Nach Verstreichen der Minute – Allah hatte sich nicht blicken lassen – sprach Team Leader in einem gelassenen, empfindungslosen Tonfall zu den Arabern, während er die MP5 zwischen ihnen hin und her schwenkte.
»Wenn ihr Allah begegnet«, sagte er dann, als er die Waffe in Position brachte, »lasst ihn wissen, Jahwe habe euch geschickt.« Ohne Zögern oder einen Anflug von Bedenken drückte er ab.
Nun war es vorbei. Die Schüsse hallten bis in die entlegensten Winkel des Tales und verklangen schließlich mit dumpfen Echos, bis man nur noch leise den Wüstenwind säuseln hörte.
Während es noch nach Treibmittel stank, ein erstickend metallischer Geruch, schloss Team Leader die Augen und atmete tief durch die Nase ein. Er genoss den Moment.
Dieser wurde ihm jedoch prompt verleidet. »Wollen Sie, dass wir sie verscharren?«, fragte einer seiner Soldaten.

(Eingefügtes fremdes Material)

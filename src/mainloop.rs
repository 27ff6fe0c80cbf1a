//! A reference event loop.
//!
//! Drives one or more connections through nothing but the public watch,
//! timeout and dispatch-status contract, the way a glib or calloop adapter
//! would. Real programs with their own loop integrate the same three hooks;
//! this one exists for tests and simple blocking programs.

use std::{
    sync::{Arc, Mutex},
    time::{Duration, Instant},
};

use log::trace;

use crate::{
    connection::{Connection, DispatchStatus},
    timeout::Timeout,
    watch::{Watch, WatchFlags},
    Result,
};

/// How long to back off when a dispatch reports memory exhaustion.
const OOM_BACKOFF: Duration = Duration::from_millis(100);

#[derive(Default)]
struct Registrations {
    watches: Vec<Watch>,
    timeouts: Vec<Timeout>,
}

/// A poll-based loop over a set of connections.
pub struct MainLoop {
    connections: Vec<Connection>,
    registrations: Arc<Mutex<Registrations>>,
}

impl MainLoop {
    pub fn new() -> Self {
        Self {
            connections: Vec::new(),
            registrations: Arc::new(Mutex::new(Registrations::default())),
        }
    }

    /// Attach `conn`, wiring its watch and timeout hooks into this loop.
    pub fn add_connection(&mut self, conn: &Connection) -> Result<()> {
        let regs = self.registrations.clone();
        let regs_remove = self.registrations.clone();
        conn.set_watch_functions(
            move |watch| {
                if let Ok(mut regs) = regs.lock() {
                    regs.watches.push(watch.clone());
                }
            },
            move |watch| {
                if let Ok(mut regs) = regs_remove.lock() {
                    regs.watches.retain(|w| !w.same_as(watch));
                }
            },
            // Enabled state is re-read from the watch on every iteration,
            // so toggles need no bookkeeping here.
            |_| {},
        )?;

        let regs = self.registrations.clone();
        let regs_remove = self.registrations.clone();
        conn.set_timeout_functions(
            move |timeout| {
                if let Ok(mut regs) = regs.lock() {
                    regs.timeouts.push(timeout.clone());
                }
            },
            move |timeout| {
                if let Ok(mut regs) = regs_remove.lock() {
                    regs.timeouts.retain(|t| !t.same_as(timeout));
                }
            },
        )?;

        self.connections.push(conn.clone());
        Ok(())
    }

    /// One poll-dispatch round. With `block`, sleeps until an fd is ready
    /// or the nearest timeout expires; otherwise returns immediately after
    /// handling whatever is ready now. Returns false when no connection is
    /// left alive.
    pub fn iterate(&mut self, block: bool) -> bool {
        self.connections.retain(|c| c.is_connected());
        if self.connections.is_empty() {
            return false;
        }

        let (watches, timeouts) = {
            let regs = match self.registrations.lock() {
                Ok(regs) => regs,
                Err(_) => return false,
            };
            (
                regs.watches
                    .iter()
                    .filter(|w| w.enabled())
                    .cloned()
                    .collect::<Vec<_>>(),
                regs.timeouts
                    .iter()
                    .filter(|t| t.enabled())
                    .cloned()
                    .collect::<Vec<_>>(),
            )
        };

        let now = Instant::now();
        let nearest_deadline = timeouts.iter().filter_map(|t| t.deadline()).min();
        let poll_ms: i32 = if !block {
            0
        } else {
            match nearest_deadline {
                Some(deadline) => deadline
                    .saturating_duration_since(now)
                    .as_millis()
                    .clamp(1, 1000) as i32,
                None => 1000,
            }
        };

        let mut pollfds: Vec<libc::pollfd> = watches
            .iter()
            .map(|w| libc::pollfd {
                fd: w.fd(),
                events: {
                    let mut events = 0;
                    if w.flags().contains(WatchFlags::Readable) {
                        events |= libc::POLLIN;
                    }
                    if w.flags().contains(WatchFlags::Writable) {
                        events |= libc::POLLOUT;
                    }
                    events
                },
                revents: 0,
            })
            .collect();

        if !pollfds.is_empty() {
            unsafe {
                libc::poll(
                    pollfds.as_mut_ptr(),
                    pollfds.len() as libc::nfds_t,
                    poll_ms,
                );
            }
        } else if block {
            std::thread::sleep(Duration::from_millis(poll_ms.max(1) as u64));
        }

        // Expired timeouts first, so a timed-out call is not outraced by a
        // reply in the same iteration having slept past its deadline.
        let now = Instant::now();
        for timeout in &timeouts {
            if timeout.is_expired(now) {
                trace!("firing expired timeout");
                for conn in &self.connections {
                    conn.handle_timeout(timeout);
                }
            }
        }

        for (watch, pollfd) in watches.iter().zip(&pollfds) {
            let mut condition = enumflags2::BitFlags::<WatchFlags>::empty();
            if pollfd.revents & libc::POLLIN != 0 {
                condition |= WatchFlags::Readable;
            }
            if pollfd.revents & libc::POLLOUT != 0 {
                condition |= WatchFlags::Writable;
            }
            if pollfd.revents & libc::POLLERR != 0 {
                condition |= WatchFlags::Error;
            }
            if pollfd.revents & libc::POLLHUP != 0 {
                condition |= WatchFlags::Hangup;
            }
            if condition.is_empty() {
                continue;
            }

            for conn in &self.connections {
                let _ = conn.handle_watch(watch, condition);
            }
        }

        for conn in &self.connections {
            loop {
                match conn.dispatch() {
                    DispatchStatus::DataRemains => continue,
                    DispatchStatus::NeedMemory => {
                        std::thread::sleep(OOM_BACKOFF);
                        break;
                    }
                    DispatchStatus::Complete => break,
                }
            }
        }

        true
    }

    /// Iterate until `predicate` holds or every connection is gone.
    /// Returns whether the predicate was satisfied.
    pub fn run_until(&mut self, mut predicate: impl FnMut() -> bool) -> bool {
        loop {
            if predicate() {
                return true;
            }
            if !self.iterate(true) {
                return false;
            }
        }
    }
}

impl Default for MainLoop {
    fn default() -> Self {
        Self::new()
    }
}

Team Leader – seine Andacht war somit vorbei – schlug die Augen wieder auf. »Bestimmen Sie zwei Mann, sie sollen die Leichen nebeneinanderlegen«, befahl er in abgehacktem Englisch mit ausländischem Akzent, »und tiefe Gräber ausheben. Ich will auf keinen Fall, dass Kojoten sie wieder ausbuddeln.«
»Jawohl, Sir.«
Team Leader machte einen Schritt auf die Toten zu und schaute in ihre Gesichter. Keiner von ihnen vermittelte den Eindruck, sanft in Frieden zu ruhen. Stattdessen erkannte er etwas, das er als Verwunderung ob ihrer eigenen Sterblichkeit deutete. Darüber nachsinnend blickte er abermals zum Himmel auf, als verlange er eine Antwort, die jedoch nicht folgte; nur die Wärme ließ nach, eine vorüberziehende Wolke unterbrach plötzlich den Lichtstrahl, der auf ihn gefallen war.
Als er sich wieder den Arabern zukehrte, beschäftigte ihn die Frage, ob sie wirklich überzeugt davon gewesen waren, ihre von Gotteseifer angeregten Bestrebungen würden mit einem Himmel voller Jungfrauen belohnt.
Diese Geisteshaltung leuchtete Team Leader bis heute nicht ein, weil er der Meinung war, als sich der Mensch aus dem Urschleim erhoben und den aufrechten Gang gelernt hatte, sei ihm das Konzept der Selbsterhaltung mit auf den Weg gegeben worden. Trotzdem ließen sich solche Minderheiten von einer Faszination am Suizid antreiben, die ihren Überlebenswillen eindeutig ausstach. Schön und gut, sich für einen höheren Zweck einzusetzen, doch dafür zu sterben war etwas ganz anderes.
Als Team Leader einen der Araber mit der Spitze seines Gewehrs anstieß, drehte sich der Kopf zur Seite.
»Jetzt beginnt die Schlacht«, wisperte er dem Toten in dessen Muttersprache zu. »Darum sag mir, wer der stärkere Gott sein wird: Allah oder Gott?« Da er nicht erwarten durfte, Aufschluss zu erhalten, wandte sich der Mann mit der Narbe ab und kehrte zum Heck des Lastwagens zurück, wo er zum Antritt der langen Rückreise wieder auf die Ladefläche stieg.
Während er seine lebendige Fracht mit der MP5 in Schach hielt – Al-Hashrie und Al-Bashrah stammelten ihre Bitten mit neuer Dringlichkeit –, dachte Team Leader über das Schicksal der beiden nach und schätzte ihre Rolle für die Zukunft der zivilisierten Welt ein.
Ja, bestätigte er sich. Die zwei haben in Allahs Augen eine wesentlich wichtigere Funktion inne.